EFRA is demanding that a full timetable of associated statutory instruments be provided, and that there should be an opportunity for parliamentary scrutiny of these instruments (more ‘meaningful votes’?). Clearly, there are major details about what ‘taking back control’ actually means still to be worked out.
EFRA’s report highlights what may be taken as the key issues with the content and intent of the bill. On the central theme of the Bill – ‘public money for public goods’ – EFRA echoes concerns expressed elsewhere:
- insufficient attention is being paid to the balance between agricultural production and the environment (see, also, the NFU on this point);
- there is no indication of how public goods will be prioritised, or how the ‘limited pot’ of funding will be allocated;
- the extent to which farmers and landowners will be able to access this public money to offset the phased elimination of direct payments, from 2021 to 2027 (the agricultural transition period) is unclear.
The EFRA committee asks that a multiannual financial framework should be established before the transition period begins, and that the regulations for public money for public goods also be set before the transition begins.
Given the workload of the civil servants working at the Department of Environment, Food and Rural Affairs, albeit considerably expanded in number already, this is a tall order, unless the payment schemes are largely based on existing stewardship schemes.
However, there are good reasons to argue that existing schemes, especially if as promised they are to made much less bureaucratic, are not fit for purpose, and that radically new schemes are needed (e.g. CRE, 29. Nov).
As I noted in February, the critical questions (how much should we pay; for what; and to whom) all still have to be answered.
There still seems to be an implicit presumption that all of the £2.5bn currently spent on direct payments in the UK will be available for ‘public goods’, which I am quite sure is not shared by the Treasury and other spending ministries.
EFRA, again echoing (among others) the NFU, is also concerned that the Bill makes no reference to the defence of current UK quality and production standards in any future trade agreements, especially since this is not (yet) incorporated in the Trade Bill.
Similarly, EFRA notes that the intention to ensure fairness along the food supply chains is welcome, but strongly suggests that this task should be entrusted to the existing Groceries Code Adjudicator (with sufficiently widened remit and powers), rather than, as in the Bill, to the Rural Payments Agency, whose competence and reliability does not claim any confidence amongst producers.
The simmering disputes between Edinburgh and London about the governance and government of agriculture (see this piece by my colleague Michael Keating, and this one by Andrew Moxey) have also been evident in the Public Bill Committee’s hearings, being the opening subject of the first session of the Committee.
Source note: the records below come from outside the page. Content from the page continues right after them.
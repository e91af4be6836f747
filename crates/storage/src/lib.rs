#![forbid(unsafe_code)]

//! Persistence for the roster snapshot: the backend contract, the two
//! interchangeable backends, and the adapter that hides both behind a
//! never-failing load/save surface.

pub mod adapter;
pub mod host;
pub mod repository;
pub mod sqlite;

pub use adapter::PersistenceAdapter;
pub use host::{HostBridgeBackend, HostStorage};
pub use repository::{InMemoryBackend, StorageBackend, StorageError, StudentRecord};
pub use sqlite::{LocalKeyValueBackend, SqliteInitError};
Mr. Eustace responded to the apparent omission of any evidence from either the Scottish NFU or members of the Holyrood administration as follows:
“The Scottish government have not yet signaled that they wish to be part of the Bill. Indeed, our understanding is that they intend to pass their own Bill, which is why it was decided at the time that this Bill would not apply to Scotland.”
Once again, ‘taking back control’ appears to be considerably more complicated and controversial than envisaged in the vote to Leave and be our own masters.
No doubt we will hear considerably more of these, and other key issues, as and when the Bill returns to the House of Commons for its third reading, and again in the House of Lords scrutiny of the Bill. Watch this space.
On the other hand, and not yet being discussed, what happens if there is a Peoples’ Vote, which now needs to be considered as at least a possibility?
Could the UK maintain the Bill’s ‘de-linking’ of Direct Payments from land, claim the direct payments due from the EU on its farmers’ and landowners’ behalf, and redistribute them according to the provisions of the existing Bill?
Where does control actually lie (de facto as opposed to de jure) in the event of the UK deciding somehow to rescind or suspend Article 50?
The views expressed in this analysis post are those of the authors and not necessarily those of the UK in a Changing Europe initiative.